[Collected data entries]
____

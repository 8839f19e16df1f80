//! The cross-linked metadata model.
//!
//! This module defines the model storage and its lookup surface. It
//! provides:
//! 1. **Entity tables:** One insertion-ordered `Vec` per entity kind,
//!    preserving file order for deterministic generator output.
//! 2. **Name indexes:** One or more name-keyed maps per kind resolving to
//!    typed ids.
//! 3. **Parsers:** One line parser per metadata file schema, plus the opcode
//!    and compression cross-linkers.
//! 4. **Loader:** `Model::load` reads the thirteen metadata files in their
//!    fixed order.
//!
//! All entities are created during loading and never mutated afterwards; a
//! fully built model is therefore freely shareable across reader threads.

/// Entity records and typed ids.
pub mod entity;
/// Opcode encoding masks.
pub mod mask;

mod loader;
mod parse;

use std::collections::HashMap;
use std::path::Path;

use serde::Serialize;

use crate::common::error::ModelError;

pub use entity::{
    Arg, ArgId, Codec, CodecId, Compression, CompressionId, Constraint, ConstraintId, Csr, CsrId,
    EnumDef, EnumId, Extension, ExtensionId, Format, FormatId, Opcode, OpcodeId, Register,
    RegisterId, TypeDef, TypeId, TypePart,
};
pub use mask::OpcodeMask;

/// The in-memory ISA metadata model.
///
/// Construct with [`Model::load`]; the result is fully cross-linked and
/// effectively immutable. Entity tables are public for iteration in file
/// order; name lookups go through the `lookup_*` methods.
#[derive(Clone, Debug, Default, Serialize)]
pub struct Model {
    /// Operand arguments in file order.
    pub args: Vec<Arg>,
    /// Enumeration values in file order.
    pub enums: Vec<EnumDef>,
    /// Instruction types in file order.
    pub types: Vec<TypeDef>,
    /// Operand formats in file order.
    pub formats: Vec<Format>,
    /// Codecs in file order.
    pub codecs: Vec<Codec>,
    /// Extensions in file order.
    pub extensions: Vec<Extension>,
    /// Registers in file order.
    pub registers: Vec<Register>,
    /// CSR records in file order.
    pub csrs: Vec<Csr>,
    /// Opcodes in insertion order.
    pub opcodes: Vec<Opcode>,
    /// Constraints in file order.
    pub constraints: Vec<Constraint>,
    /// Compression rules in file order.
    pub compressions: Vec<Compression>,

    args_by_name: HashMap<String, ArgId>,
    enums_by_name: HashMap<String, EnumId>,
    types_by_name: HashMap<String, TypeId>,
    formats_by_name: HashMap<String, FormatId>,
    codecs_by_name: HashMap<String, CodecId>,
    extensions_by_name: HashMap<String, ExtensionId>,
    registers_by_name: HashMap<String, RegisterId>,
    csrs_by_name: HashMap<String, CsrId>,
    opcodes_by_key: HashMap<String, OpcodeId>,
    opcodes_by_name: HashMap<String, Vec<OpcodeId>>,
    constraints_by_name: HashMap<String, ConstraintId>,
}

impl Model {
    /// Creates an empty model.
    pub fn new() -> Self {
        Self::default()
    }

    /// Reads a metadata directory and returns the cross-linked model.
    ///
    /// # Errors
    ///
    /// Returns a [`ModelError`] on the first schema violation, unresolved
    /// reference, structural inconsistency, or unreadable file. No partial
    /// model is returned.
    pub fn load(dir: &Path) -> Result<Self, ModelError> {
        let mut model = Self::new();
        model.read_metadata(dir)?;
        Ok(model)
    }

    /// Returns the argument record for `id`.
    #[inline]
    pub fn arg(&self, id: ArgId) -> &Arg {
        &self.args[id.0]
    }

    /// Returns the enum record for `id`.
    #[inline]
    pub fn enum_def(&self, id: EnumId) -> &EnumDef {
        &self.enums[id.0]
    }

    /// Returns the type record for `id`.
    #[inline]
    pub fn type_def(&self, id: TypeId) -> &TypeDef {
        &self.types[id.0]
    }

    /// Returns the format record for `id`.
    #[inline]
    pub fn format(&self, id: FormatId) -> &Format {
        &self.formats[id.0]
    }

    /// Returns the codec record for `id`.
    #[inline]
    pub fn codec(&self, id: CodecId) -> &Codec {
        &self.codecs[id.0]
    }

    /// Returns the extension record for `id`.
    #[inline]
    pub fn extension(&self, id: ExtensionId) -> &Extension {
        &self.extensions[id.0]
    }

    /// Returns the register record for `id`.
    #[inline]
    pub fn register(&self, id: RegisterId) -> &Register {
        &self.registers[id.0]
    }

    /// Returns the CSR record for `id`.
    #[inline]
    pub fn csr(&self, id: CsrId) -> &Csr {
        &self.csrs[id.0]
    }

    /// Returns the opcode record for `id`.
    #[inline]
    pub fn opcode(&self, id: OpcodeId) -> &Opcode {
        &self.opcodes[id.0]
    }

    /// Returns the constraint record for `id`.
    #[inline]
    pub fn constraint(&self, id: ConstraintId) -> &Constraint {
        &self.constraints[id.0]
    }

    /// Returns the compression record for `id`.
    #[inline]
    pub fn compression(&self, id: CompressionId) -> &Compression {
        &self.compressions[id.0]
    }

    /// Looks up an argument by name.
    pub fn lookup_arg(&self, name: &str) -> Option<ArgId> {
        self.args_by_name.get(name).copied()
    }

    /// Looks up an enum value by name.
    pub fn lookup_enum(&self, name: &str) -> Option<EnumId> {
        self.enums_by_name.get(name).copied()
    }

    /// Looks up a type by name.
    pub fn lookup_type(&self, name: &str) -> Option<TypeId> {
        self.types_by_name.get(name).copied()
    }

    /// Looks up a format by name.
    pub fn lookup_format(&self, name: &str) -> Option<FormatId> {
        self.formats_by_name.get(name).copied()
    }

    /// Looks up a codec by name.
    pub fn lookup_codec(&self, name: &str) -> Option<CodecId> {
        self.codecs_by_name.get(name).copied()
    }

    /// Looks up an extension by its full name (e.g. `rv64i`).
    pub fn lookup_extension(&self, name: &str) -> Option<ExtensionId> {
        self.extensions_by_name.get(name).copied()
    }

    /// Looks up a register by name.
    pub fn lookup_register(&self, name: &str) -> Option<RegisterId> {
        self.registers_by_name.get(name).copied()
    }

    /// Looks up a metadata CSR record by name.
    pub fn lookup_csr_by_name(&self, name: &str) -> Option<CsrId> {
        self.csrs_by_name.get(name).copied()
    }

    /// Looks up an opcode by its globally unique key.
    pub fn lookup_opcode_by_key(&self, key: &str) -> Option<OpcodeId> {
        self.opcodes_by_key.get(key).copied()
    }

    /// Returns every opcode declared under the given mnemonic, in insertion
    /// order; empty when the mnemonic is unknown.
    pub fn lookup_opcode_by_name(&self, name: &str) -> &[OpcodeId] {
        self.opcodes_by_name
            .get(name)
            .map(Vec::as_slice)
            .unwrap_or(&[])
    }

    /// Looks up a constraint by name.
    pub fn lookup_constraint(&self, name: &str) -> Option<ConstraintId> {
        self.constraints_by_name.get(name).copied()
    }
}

____

Work instructions
Each line above that includes the word "Operand" is to be copied.

Response to the task
    /// Operand arguments in file order.
    /// Operand formats in file order.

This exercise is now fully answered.